**Records to process**
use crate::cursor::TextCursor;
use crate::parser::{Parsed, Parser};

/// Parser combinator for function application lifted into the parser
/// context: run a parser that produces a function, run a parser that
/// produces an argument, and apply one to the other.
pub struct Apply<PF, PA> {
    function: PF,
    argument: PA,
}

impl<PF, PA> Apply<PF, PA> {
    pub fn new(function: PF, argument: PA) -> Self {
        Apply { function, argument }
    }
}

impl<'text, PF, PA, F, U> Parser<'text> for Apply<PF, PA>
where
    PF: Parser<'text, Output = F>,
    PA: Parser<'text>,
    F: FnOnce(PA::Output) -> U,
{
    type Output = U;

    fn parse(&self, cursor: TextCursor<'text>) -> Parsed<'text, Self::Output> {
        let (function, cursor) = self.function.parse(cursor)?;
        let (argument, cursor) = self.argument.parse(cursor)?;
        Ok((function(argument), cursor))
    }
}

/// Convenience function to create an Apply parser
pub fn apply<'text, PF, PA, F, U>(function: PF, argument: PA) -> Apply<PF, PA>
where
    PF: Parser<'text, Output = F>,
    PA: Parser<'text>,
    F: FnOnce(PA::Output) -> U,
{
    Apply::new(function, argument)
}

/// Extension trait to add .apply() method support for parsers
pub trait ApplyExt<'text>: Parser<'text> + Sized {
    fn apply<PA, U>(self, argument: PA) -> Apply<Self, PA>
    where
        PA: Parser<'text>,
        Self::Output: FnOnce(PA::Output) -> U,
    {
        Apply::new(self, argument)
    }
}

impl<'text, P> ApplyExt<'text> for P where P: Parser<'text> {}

...

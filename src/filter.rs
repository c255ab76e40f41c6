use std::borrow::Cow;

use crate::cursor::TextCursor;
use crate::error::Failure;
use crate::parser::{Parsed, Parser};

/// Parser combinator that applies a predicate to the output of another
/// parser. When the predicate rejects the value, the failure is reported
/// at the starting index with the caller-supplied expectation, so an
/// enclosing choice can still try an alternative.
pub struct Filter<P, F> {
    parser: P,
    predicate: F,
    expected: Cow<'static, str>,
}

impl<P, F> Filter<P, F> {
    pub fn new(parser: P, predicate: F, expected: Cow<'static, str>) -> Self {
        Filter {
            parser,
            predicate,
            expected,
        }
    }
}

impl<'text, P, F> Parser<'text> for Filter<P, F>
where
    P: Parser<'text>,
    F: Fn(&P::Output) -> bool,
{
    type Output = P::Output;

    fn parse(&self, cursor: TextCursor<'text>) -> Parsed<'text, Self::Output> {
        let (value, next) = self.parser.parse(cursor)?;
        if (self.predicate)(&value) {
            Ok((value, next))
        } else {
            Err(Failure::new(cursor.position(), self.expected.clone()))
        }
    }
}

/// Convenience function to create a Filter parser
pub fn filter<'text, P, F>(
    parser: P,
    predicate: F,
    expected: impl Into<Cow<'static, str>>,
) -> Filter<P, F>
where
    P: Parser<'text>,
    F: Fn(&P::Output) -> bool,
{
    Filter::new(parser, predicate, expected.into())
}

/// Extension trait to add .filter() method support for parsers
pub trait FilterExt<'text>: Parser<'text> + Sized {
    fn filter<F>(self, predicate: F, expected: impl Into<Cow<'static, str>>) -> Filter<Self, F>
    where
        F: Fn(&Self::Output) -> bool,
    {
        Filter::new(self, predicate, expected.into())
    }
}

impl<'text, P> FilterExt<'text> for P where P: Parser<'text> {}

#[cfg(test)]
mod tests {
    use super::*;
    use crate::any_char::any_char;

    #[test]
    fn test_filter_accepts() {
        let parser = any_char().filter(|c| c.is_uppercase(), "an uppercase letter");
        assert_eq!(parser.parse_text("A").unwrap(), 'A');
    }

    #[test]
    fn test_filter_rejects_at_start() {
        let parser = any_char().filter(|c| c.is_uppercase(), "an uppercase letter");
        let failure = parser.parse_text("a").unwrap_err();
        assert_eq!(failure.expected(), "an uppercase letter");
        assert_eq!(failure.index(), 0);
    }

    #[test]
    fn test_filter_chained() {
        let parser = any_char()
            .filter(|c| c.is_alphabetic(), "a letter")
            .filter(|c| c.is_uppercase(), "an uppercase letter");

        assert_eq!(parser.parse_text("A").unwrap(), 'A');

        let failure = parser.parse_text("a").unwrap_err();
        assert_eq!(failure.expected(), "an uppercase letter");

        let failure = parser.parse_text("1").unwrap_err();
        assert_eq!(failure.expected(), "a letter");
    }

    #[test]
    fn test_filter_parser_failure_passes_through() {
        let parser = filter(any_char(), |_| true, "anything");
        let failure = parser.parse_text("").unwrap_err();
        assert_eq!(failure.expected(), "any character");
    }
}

**Directions**
Using the records above, report each line with the string "create".

**Written response**
/// Convenience function to create an Apply parser
/// Convenience function to create a Filter parser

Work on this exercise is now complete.